Telmatobius cirrhacelis
- Conservation status: Critically Endangered (IUCN 3.1)

Scientific classification
- Kingdom: Animalia
- Phylum: Chordata
- Class: Amphibia
- Order: Anura
- Family: Telmatobiidae
- Genus: Telmatobius
- Species: T. cirrhacelis
- Binomial name: Telmatobius cirrhacelis Trueb, 1979

= Telmatobius cirrhacelis =

- Authority: Trueb, 1979
- Conservation status: CR

Species of frog

Telmatobius cirrhacelis is a species of frog in the family Telmatobiidae.
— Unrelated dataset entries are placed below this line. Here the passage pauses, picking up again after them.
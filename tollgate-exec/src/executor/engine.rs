use std::sync::Arc;
use std::time::Duration;

use indexmap::IndexMap;
use uuid::Uuid;

use tollgate_core::check_definition;
use tollgate_core::expressions::{resolve_all, ResolutionError};
use tollgate_core::types::{
    AnyValue, OnError, RunParams, Step, StepConfig, WorkflowContext, WorkflowDefinition,
};

use crate::executor::error::StepError;
use crate::executor::events::{Event, EventSink};
use crate::executor::http_step::{self, HttpStepDeps};
use crate::executor::local_steps;
use crate::executor::onchain_step;
use crate::executor::result::{RunResult, StepRecord};
use crate::http::HttpClient;
use crate::proxy::{HeaderCrypto, ProxyStore};
use crate::retry::RetryPolicy;
use crate::transaction::TransactionExecutor;

#[derive(Debug, Clone)]
pub struct EngineConfig {
    pub retry: RetryPolicy,
    pub http_timeout: Duration,
    pub max_response_bytes: usize,
}

impl Default for EngineConfig {
    fn default() -> Self {
        Self {
            retry: RetryPolicy::default(),
            http_timeout: Duration::from_secs(30),
            max_response_bytes: 4 * 1024 * 1024,
        }
    }
}

/// Executes one workflow definition at a time, strictly in step order. A
/// pure function of (definition, params, collaborators): nothing is
/// persisted, and the context never leaves a run.
pub struct Engine {
    config: EngineConfig,
    http: Arc<dyn HttpClient>,
    proxies: Arc<dyn ProxyStore>,
    header_crypto: Arc<dyn HeaderCrypto>,
    transactions: Arc<dyn TransactionExecutor>,
    events: Arc<dyn EventSink>,
}

impl Engine {
    pub fn new(
        config: EngineConfig,
        http: Arc<dyn HttpClient>,
        proxies: Arc<dyn ProxyStore>,
        header_crypto: Arc<dyn HeaderCrypto>,
        transactions: Arc<dyn TransactionExecutor>,
        events: Arc<dyn EventSink>,
    ) -> Self {
        Self {
            config,
            http,
            proxies,
            header_crypto,
            transactions,
            events,
        }
    }

    pub async fn execute(&self, definition: &WorkflowDefinition, params: RunParams) -> RunResult {
        let outcome = check_definition(definition);
        if !outcome.valid {
            return RunResult::invalid(&outcome);
        }

        let run_id = Uuid::new_v4();
        let mut ctx = WorkflowContext::new(params);
        let mut step_results: IndexMap<String, StepRecord> = IndexMap::new();

        self.events
            .emit(Event::RunStarted {
                run_id,
                step_count: definition.steps.len(),
            })
            .await;

        for step in &definition.steps {
            self.events
                .emit(Event::StepStarted {
                    run_id,
                    step_id: step.id.clone(),
                    step_type: step.config.kind().to_string(),
                })
                .await;

            match self.run_step_with_retry(run_id, step, &ctx).await {
                Ok(output) => {
                    let record = StepRecord::succeeded(output);
                    ctx.record_step(&step.id, &step.output_as, record.context_value());
                    step_results.insert(step.id.clone(), record);
                    self.events
                        .emit(Event::StepSucceeded {
                            run_id,
                            step_id: step.id.clone(),
                        })
                        .await;
                }
                Err(err) => match step.on_error {
                    OnError::Skip => {
                        step_results.insert(step.id.clone(), StepRecord::failed(err.to_string()));
                        ctx.record_step(&step.id, &step.output_as, AnyValue::Null);
                        self.events
                            .emit(Event::StepSkipped {
                                run_id,
                                step_id: step.id.clone(),
                                error: err.to_string(),
                            })
                            .await;
                    }
                    // Retry attempts are exhausted by now; both policies
                    // abort the run. Side effects already committed by
                    // earlier steps are not rolled back.
                    OnError::Fail | OnError::Retry => {
                        step_results.insert(step.id.clone(), StepRecord::failed(err.to_string()));
                        self.events
                            .emit(Event::StepFailed {
                                run_id,
                                step_id: step.id.clone(),
                                error: err.to_string(),
                            })
                            .await;
                        self.events
                            .emit(Event::RunFinished {
                                run_id,
                                success: false,
                            })
                            .await;
                        return RunResult::failed(
                            step_results,
                            format!("step '{}' failed: {err}", step.id),
                        );
                    }
                },
            }
        }

        match resolve_output(definition, &ctx) {
            Ok(output) => {
                self.events
                    .emit(Event::RunFinished {
                        run_id,
                        success: true,
                    })
                    .await;
                RunResult::succeeded(output, step_results)
            }
            Err(err) => {
                self.events
                    .emit(Event::RunFinished {
                        run_id,
                        success: false,
                    })
                    .await;
                RunResult::failed(step_results, format!("output mapping failed: {err}"))
            }
        }
    }

    async fn run_step_with_retry(
        &self,
        run_id: Uuid,
        step: &Step,
        ctx: &WorkflowContext,
    ) -> Result<AnyValue, StepError> {
        let mut attempt = 1u32;
        loop {
            match self.dispatch(step, ctx).await {
                Ok(output) => return Ok(output),
                Err(err) => {
                    let retry = step.on_error == OnError::Retry
                        && err.is_retryable()
                        && attempt < self.config.retry.max_attempts;
                    if !retry {
                        return Err(err);
                    }
                    let delay = self.config.retry.backoff_delay(attempt);
                    self.events
                        .emit(Event::StepRetryScheduled {
                            run_id,
                            step_id: step.id.clone(),
                            attempt,
                            delay_ms: delay.as_millis() as u64,
                        })
                        .await;
                    tokio::time::sleep(delay).await;
                    attempt += 1;
                }
            }
        }
    }

    async fn dispatch(&self, step: &Step, ctx: &WorkflowContext) -> Result<AnyValue, StepError> {
        match &step.config {
            StepConfig::Http(cfg) => {
                let deps = HttpStepDeps {
                    http: self.http.as_ref(),
                    proxies: self.proxies.as_ref(),
                    header_crypto: self.header_crypto.as_ref(),
                    timeout: self.config.http_timeout,
                    max_response_bytes: self.config.max_response_bytes,
                };
                http_step::run(cfg, ctx, &deps).await
            }
            StepConfig::Onchain(op) => {
                onchain_step::run_single(op, &step.name, ctx, self.transactions.as_ref()).await
            }
            StepConfig::OnchainBatch(cfg) => {
                onchain_step::run_batch(cfg, &step.name, ctx, self.transactions.as_ref()).await
            }
            StepConfig::Condition(cfg) => local_steps::run_condition(cfg, ctx),
            StepConfig::Transform(cfg) => local_steps::run_transform(cfg, ctx),
        }
    }
}

fn resolve_output(
    definition: &WorkflowDefinition,
    ctx: &WorkflowContext,
) -> Result<AnyValue, ResolutionError> {
    let mut out = serde_json::Map::new();
    for (name, expr) in &definition.output_mapping {
        out.insert(name.clone(), resolve_all(expr, ctx)?);
    }
    Ok(AnyValue::Object(out))
}
use std::sync::LazyLock;

use regex::Regex;

use crate::error::{ValidationError, Violation};
use crate::types::WorkflowDefinition;

use super::rules;

pub(crate) static ID_RE: LazyLock<Regex> =
    LazyLock::new(|| Regex::new(r"^[A-Za-z0-9_\-]+$").expect("valid"));
pub(crate) static MAP_KEY_RE: LazyLock<Regex> =
    LazyLock::new(|| Regex::new(r"^[a-zA-Z0-9\.\-_]+$").expect("valid"));

pub struct Validator {
    violations: Vec<Violation>,
}

impl Validator {
    pub fn new() -> Self {
        Self {
            violations: Vec::new(),
        }
    }

    pub fn finish(self) -> Result<(), ValidationError> {
        if self.violations.is_empty() {
            Ok(())
        } else {
            Err(ValidationError::new(self.violations))
        }
    }

    pub fn into_violations(self) -> Vec<Violation> {
        self.violations
    }

    pub fn validate_definition(&mut self, definition: &WorkflowDefinition) {
        rules::workflow::validate_definition(self, definition);
    }

    pub(crate) fn push(&mut self, path: impl Into<String>, message: impl Into<String>) {
        self.violations.push(Violation::new(path, message));
    }
}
It is endemic to Ecuador.

==Description==
The adult male frog is about 56.6 mm long in snout-vent length and the adult female frog is about 49.6 to 68.7 mm long. The skin of the dorsum brown in color with the distinct orange spots for which the species has its English name. There are also orange spots on the dorsal surfaces of the four limbs. The flanks and limbs are olive-brown in color. The frog's belly is gray and light orange in color. The front and back feet are grayer in color with some less obvious blotching.

==Etymology==
Scientists named the frog using the Greek words kirrhos for "orange" and kelis for "spot."

==Habitat==
This frog lives in cold forests with moss, lichen, bromeliads, and other plants. It lives near streams. Scientists observed this frog between 2700 and 3200 meters above sea level.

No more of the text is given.